Collected data entries:
========================
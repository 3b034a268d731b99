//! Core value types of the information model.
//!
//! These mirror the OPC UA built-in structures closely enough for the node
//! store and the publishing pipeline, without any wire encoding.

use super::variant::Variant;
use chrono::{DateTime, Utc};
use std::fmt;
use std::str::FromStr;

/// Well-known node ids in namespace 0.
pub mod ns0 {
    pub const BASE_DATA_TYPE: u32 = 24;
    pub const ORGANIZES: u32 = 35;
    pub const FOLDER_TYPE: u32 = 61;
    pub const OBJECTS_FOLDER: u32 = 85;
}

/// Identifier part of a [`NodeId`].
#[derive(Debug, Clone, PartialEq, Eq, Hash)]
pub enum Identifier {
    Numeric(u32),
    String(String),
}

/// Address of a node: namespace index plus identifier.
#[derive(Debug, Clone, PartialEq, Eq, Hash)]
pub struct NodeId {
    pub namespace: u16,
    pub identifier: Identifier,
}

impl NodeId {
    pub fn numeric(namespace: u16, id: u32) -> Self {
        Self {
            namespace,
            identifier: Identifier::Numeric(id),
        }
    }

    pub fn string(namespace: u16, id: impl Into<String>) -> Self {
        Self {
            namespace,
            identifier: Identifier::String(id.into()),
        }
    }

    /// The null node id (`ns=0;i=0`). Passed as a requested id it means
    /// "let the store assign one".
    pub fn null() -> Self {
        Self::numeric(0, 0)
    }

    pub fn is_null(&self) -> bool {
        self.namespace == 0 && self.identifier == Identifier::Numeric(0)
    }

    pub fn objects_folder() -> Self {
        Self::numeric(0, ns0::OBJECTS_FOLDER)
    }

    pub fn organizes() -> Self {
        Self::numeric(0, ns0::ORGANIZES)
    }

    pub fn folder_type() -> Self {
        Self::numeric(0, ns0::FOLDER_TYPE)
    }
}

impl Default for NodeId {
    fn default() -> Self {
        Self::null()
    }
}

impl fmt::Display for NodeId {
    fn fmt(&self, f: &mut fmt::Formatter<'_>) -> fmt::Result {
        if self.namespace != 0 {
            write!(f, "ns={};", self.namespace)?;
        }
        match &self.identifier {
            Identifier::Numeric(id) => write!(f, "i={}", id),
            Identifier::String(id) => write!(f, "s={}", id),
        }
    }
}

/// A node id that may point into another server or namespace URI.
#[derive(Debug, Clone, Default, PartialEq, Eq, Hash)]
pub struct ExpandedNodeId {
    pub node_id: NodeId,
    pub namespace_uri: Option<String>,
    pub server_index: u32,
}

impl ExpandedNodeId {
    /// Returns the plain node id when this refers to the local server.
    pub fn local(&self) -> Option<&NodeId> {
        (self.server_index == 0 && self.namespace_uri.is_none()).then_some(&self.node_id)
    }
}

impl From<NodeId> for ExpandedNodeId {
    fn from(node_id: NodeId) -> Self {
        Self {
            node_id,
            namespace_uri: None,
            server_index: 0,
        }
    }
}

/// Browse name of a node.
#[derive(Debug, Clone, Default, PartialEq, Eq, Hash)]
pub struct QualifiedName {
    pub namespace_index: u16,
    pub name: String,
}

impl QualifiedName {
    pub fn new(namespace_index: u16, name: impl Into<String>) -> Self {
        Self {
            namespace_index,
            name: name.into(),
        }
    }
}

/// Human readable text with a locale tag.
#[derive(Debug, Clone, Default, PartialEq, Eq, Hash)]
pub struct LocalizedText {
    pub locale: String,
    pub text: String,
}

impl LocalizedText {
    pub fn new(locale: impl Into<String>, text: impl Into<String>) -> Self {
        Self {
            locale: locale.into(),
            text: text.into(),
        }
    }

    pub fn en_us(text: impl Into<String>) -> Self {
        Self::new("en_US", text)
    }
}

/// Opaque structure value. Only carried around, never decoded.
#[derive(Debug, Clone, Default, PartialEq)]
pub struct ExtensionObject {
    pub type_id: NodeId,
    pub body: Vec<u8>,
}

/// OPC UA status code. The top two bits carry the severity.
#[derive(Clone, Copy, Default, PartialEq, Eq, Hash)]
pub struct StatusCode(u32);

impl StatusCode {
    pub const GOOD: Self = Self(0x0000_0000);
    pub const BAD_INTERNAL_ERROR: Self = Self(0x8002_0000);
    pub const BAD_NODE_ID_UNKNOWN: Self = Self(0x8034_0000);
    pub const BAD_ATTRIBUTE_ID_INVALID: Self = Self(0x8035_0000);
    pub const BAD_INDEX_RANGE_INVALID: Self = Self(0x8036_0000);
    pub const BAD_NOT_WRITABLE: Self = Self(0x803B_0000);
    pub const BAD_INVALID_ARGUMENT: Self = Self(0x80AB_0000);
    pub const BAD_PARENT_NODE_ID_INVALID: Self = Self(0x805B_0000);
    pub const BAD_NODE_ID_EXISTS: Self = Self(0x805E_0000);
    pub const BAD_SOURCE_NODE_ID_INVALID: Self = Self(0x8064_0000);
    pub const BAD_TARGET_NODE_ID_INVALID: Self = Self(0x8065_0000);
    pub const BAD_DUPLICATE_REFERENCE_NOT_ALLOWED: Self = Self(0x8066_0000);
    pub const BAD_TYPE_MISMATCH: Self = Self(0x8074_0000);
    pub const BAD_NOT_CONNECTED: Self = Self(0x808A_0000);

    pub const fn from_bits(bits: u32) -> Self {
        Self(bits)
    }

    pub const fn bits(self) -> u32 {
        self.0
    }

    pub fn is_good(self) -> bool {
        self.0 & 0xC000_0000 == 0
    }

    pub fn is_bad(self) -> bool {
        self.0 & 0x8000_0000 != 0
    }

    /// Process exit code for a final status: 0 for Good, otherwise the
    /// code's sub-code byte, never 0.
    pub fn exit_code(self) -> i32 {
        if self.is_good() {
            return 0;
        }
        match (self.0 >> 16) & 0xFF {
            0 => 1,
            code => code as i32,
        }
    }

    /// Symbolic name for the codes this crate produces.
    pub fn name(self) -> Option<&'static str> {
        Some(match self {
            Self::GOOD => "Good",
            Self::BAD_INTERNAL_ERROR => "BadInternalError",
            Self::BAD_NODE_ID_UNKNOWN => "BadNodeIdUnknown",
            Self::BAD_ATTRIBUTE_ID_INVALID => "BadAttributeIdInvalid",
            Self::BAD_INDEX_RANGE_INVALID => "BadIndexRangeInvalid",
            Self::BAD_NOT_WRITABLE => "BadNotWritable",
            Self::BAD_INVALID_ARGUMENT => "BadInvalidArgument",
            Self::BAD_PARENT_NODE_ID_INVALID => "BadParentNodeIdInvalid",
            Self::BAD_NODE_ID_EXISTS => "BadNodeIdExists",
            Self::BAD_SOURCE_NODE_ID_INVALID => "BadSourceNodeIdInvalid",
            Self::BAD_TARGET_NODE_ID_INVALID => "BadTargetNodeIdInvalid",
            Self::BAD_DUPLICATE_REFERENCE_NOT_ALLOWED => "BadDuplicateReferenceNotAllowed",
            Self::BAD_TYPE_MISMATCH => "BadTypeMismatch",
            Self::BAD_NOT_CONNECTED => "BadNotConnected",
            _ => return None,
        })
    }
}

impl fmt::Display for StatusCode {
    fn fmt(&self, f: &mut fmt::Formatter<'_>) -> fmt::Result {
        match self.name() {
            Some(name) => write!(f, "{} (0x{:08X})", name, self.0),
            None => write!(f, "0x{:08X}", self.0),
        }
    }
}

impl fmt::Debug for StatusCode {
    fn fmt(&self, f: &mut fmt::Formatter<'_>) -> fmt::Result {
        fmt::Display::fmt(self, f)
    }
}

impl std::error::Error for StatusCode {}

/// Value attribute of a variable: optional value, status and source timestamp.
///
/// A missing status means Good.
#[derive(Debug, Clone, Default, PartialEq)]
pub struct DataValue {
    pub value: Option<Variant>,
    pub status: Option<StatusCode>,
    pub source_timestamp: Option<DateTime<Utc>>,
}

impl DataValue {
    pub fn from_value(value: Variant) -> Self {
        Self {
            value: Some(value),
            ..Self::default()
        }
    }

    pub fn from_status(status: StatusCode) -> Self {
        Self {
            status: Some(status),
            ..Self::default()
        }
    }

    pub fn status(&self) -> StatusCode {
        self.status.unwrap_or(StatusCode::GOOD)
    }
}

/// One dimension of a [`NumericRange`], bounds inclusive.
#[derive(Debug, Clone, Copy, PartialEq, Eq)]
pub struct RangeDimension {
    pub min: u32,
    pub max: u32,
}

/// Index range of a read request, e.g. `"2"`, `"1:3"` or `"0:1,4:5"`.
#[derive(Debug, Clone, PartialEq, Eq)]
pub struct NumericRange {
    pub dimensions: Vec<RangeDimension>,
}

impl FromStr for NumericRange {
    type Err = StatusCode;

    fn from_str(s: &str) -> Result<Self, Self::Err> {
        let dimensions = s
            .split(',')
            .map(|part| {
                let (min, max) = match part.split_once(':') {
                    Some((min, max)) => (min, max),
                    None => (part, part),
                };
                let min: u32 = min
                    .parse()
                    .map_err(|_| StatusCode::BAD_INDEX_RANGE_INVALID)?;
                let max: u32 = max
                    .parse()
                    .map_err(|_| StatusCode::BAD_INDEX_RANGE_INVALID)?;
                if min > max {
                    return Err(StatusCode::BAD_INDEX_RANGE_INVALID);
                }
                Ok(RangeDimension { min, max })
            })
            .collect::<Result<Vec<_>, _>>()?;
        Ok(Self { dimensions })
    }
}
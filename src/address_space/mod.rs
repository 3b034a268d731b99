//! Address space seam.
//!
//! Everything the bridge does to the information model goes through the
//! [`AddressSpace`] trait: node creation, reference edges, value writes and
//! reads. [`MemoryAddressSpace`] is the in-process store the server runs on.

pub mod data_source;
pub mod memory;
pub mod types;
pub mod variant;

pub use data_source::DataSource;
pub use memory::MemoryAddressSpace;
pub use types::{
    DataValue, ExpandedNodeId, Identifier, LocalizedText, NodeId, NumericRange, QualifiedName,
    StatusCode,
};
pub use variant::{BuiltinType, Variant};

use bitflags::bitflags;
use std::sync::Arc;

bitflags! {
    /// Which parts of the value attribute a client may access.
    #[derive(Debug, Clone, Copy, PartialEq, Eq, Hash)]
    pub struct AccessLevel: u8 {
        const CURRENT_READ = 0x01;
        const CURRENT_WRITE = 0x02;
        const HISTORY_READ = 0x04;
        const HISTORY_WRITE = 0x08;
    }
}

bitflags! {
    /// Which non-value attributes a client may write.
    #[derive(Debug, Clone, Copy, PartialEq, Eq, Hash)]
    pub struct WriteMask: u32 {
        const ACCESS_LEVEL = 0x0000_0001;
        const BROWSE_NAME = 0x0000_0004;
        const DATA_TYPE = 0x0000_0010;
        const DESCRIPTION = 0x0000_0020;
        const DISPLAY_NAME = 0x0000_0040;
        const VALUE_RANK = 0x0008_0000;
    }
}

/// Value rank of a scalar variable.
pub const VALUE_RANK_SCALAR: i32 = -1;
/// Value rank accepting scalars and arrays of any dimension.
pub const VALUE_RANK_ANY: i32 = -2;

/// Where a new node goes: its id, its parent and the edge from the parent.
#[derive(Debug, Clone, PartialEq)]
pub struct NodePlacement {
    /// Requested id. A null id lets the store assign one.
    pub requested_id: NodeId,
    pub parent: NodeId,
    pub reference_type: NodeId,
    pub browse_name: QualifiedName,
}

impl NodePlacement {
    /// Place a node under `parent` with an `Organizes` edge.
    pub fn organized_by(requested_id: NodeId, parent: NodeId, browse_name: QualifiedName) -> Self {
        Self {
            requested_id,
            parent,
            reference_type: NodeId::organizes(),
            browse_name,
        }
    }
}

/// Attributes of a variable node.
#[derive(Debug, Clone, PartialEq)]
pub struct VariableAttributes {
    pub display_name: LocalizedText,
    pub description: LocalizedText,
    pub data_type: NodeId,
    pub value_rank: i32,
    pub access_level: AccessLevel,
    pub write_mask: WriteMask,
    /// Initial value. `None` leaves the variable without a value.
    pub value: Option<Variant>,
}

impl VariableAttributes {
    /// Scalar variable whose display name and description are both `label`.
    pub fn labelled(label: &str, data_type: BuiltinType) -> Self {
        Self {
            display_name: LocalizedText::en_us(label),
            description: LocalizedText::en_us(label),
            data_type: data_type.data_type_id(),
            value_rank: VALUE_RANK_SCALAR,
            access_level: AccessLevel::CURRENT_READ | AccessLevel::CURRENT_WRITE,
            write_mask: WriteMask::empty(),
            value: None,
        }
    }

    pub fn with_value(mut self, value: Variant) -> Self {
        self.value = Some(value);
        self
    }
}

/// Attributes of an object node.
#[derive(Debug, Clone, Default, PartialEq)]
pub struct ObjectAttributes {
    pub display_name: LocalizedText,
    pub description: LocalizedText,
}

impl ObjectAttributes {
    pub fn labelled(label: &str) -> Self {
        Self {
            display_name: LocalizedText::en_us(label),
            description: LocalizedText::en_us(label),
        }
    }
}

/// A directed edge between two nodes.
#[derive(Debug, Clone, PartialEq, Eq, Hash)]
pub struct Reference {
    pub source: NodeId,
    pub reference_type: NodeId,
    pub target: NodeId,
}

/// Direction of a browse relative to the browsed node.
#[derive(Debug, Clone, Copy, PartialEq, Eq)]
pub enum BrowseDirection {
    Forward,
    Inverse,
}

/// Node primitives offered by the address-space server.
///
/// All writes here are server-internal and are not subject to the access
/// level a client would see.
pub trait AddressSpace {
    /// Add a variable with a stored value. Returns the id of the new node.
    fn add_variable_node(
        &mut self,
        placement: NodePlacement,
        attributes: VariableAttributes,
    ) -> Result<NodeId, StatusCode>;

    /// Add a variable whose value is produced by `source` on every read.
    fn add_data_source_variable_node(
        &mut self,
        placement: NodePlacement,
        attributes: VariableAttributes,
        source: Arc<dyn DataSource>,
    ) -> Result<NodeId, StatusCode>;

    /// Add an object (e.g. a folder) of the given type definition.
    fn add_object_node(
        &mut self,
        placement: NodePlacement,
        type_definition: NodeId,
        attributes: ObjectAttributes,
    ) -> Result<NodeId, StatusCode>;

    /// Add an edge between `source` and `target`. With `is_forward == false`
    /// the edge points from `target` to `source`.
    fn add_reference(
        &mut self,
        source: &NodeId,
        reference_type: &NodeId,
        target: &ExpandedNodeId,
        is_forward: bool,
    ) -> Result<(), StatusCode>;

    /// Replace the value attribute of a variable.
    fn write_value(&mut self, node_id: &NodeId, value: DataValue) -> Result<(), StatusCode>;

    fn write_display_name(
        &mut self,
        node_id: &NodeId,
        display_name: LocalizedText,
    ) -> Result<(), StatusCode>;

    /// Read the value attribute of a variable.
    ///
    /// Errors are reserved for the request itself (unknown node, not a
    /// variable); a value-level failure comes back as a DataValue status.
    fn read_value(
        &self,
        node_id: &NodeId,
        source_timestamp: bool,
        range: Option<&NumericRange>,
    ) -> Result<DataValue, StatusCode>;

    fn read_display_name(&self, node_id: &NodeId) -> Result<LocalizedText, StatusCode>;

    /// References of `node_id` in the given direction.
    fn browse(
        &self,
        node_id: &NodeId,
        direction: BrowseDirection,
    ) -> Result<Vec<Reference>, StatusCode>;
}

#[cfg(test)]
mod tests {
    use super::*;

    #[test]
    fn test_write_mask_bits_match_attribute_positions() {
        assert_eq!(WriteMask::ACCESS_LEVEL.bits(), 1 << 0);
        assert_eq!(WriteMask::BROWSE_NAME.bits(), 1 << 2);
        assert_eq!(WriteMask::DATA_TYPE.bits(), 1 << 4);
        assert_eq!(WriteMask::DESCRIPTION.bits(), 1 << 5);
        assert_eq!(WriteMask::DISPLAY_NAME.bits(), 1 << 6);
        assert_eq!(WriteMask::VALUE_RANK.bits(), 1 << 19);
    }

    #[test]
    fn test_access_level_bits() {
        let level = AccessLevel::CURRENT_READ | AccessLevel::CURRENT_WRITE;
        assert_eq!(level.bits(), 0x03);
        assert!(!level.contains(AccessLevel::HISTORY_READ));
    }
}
========================
## ABOUT THIS TASK
Working from the entries above, find every line in which the word "labelled" occurs and copy it.

## SOLVED EXERCISE
    pub fn labelled(label: &str, data_type: BuiltinType) -> Self {
    pub fn labelled(label: &str) -> Self {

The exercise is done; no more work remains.